Da Vedere: Isole Eolie: questo arcipelago è situato a nord della Sicilia ed è composto da sette isole principali di origine vulcanica . Le isole maggiori sono Lipari, Salina e Vulcano seguono poi Alicudi, Filicudi, Stromboli e Panarea. Il nome di questo arcipelago deriva dal dio Eolo (dio dei venti) che secondo la mitologia graca si trovava in queste zone. Queste isole sono mèta turistica e balneare grazie al loro mare incontaminato ma anche alle numerose sorgenti termali presenti. La valle dei Templi: la valle dei templi di Agrigento raccoglie uno dei più grandi patrimoni archeologici della Grecia antica. Si possono ammirare templi dorici perfettamente conservati, il tempio di Giove Olimpio, il tempio dei Dioscuri (simbolo della città di Agrigento), tempio di ercole, tempio della Concordia. Tra i templi meglio conservati troviamo il tempio di Giunone Lacinia, di vulcano, di Esculapio tutti appartenenti al VI e V secolo a.c. Si possono ammirare inoltre il santuario di Demetra e Kore, la Tomba di Terone ed il Museo Archeologico Regionale che conserva reperti di valore inestimabile a livello storico ed artistico. Giardini Naxos: si tratta diun centro agricolo-artigianale e turistico. Questa località offre bellissime e rinomate spiagge nonché un mare incontaminato. Il nome della cittadina deriva dal termine siciliano 'giardini' che indica agrumeti e 'naxos' deriva invece dal nome della prima colonia dei Greci che venne fondata nella zona dell'odierno insediamento. Tra i monumenti più importanti menzioniamo il Castello di Schisò (medievale) all'interno del quale sono conservati dei reperti archeologici rinvenuti dell'antica Naxos e di alcune tombe dell'età di bronzo.

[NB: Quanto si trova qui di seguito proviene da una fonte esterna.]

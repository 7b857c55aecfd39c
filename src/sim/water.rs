// water.rs - Height-field water surface
//
// A regular grid whose (x, z) never move. Every frame each vertex height
// is rebuilt from scratch: swell + ripples + wake, then pushed under the
// floating cube.

use bytemuck::{Pod, Zeroable};
use glam::Vec2;

use super::{Floater, RipplePool};
use crate::config::WaterConfig;
use crate::world::{Footprint, Swell, Wake};

/// Vertex format uploaded by the renderer.
#[repr(C)]
#[derive(Clone, Copy, Pod, Zeroable, Debug, PartialEq)]
pub struct WaterVertex {
    pub position: [f32; 3],
}

pub struct WaterSurface {
    vertices: Vec<WaterVertex>,
    indices: Vec<u32>,
    /// Vertices per side.
    side: usize,
    ground: f32,
    swell: Swell,
    wake: Wake,
    pub color: [u8; 4],
}

impl WaterSurface {
    /// Flat grid of `(divisions + 1)^2` vertices spanning `extent` on each
    /// axis, centered on the origin.
    pub fn new(cfg: &WaterConfig, area_size: f32, ground: f32) -> Self {
        let extent = area_size * cfg.size_factor;
        let side = cfg.divisions + 1;
        let step = extent / cfg.divisions as f32;
        let half = extent / 2.0;

        let mut vertices = Vec::with_capacity(side * side);
        for zi in 0..side {
            for xi in 0..side {
                let x = xi as f32 * step - half;
                let z = zi as f32 * step - half;
                vertices.push(WaterVertex { position: [x, ground, z] });
            }
        }

        Self {
            vertices,
            indices: grid_indices(side),
            side,
            ground,
            swell: Swell {
                amplitude: cfg.swell_amplitude,
                frequency: cfg.swell_frequency,
                speed: cfg.swell_speed,
            },
            wake: Wake {
                strength: cfg.wake_strength,
                wavelength: cfg.wake_wavelength,
                speed: cfg.wake_speed,
                inner: cfg.wake_inner,
                outer: cfg.wake_outer,
            },
            color: cfg.color,
        }
    }

    /// Rebuild every vertex height for time `now`.
    pub fn recompute(&mut self, now: f32, ripples: &mut RipplePool, floater: &Floater) {
        let center = Vec2::new(floater.pos.x, floater.pos.z);
        let footprint = Footprint::of_cube(floater.pos, floater.size);

        for v in &mut self.vertices {
            let [x, _, z] = v.position;
            let p = Vec2::new(x, z);

            let mut h = self.ground + self.swell.height(x, z, now);
            h += ripples.height_at(p, now);
            h += self.wake.height(p.distance(center), floater.size, now);

            v.position[1] = footprint.clamp(x, z, h);
        }
    }

    pub fn vertices(&self) -> &[WaterVertex] {
        &self.vertices
    }

    /// Vertex buffer as packed `x, y, z` floats.
    pub fn vertex_floats(&self) -> &[f32] {
        bytemuck::cast_slice(&self.vertices)
    }

    /// Two counter-clockwise (seen from above) triangles per grid cell.
    pub fn indices(&self) -> &[u32] {
        &self.indices
    }

    pub fn side(&self) -> usize {
        self.side
    }

    pub fn height(&self, xi: usize, zi: usize) -> f32 {
        self.vertices[zi * self.side + xi].position[1]
    }

    pub fn heights(&self) -> impl Iterator<Item = f32> + '_ {
        self.vertices.iter().map(|v| v.position[1])
    }
}

fn grid_indices(side: usize) -> Vec<u32> {
    let cells = side - 1;
    let mut out = Vec::with_capacity(cells * cells * 6);
    for zi in 0..cells {
        for xi in 0..cells {
            let a = (zi * side + xi) as u32;
            let b = a + 1;
            let c = a + side as u32;
            let d = c + 1;
            out.extend_from_slice(&[a, c, b, b, c, d]);
        }
    }
    out
}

Gastronomia e Vini: La gastronomia siciliana riflette i numerosi contatti che nei secoli sono avvenuti tra la Sicilia e varie civiltà diverse tra loro. Piatti tipici di questa regione sono: la 'pasta con le sarde' (con sarde fresche, pinoli e zafferano), la 'pasta alla Norma' (con pomodoro, melanzane e ricotta). Tra i piatti a base di carne troviamo il 'falsomagro' (rotolo di carne con ripieno di prosciutto, formaggio e uova), gli involtini alla palermitana (ripieni di uvetta, pinoli, formaggio con profumo di alloro e cipolla). Tra i piatti di pesce molto famose sono le sarde a beccafico (con pangrattato, limone e pinoli), pesce preparato alla ghiotta (tonno, sarde e alici cucinate con cipolle, olive, capperi e formaggio), il 'cuscusu (versione trapanese del cuscus a base di pesce e con un chiaro influsso di origine araba). Sempre di influsso arabo è l'utilizzo di alcuni ingredienti come la cannella, lo zafferano, il riso (che si ritrova nella arancine a base di riso, carne, piselli, formaggio e prosciutto). Un capitolo a parte della gastronomia siciliana, è composto dalla pasticceria e dai dolci tipici di questa regione: basti pensare alla 'cassata', ai 'cannoli', alle granite, alla 'pignoccata'. Tra i vini vi segnaliamo il Passito di Pantelleria, la Malvasia di Lipari e l'Alcamo. Vi consigliamo anche il Marsala, un rinomato vino liquoroso.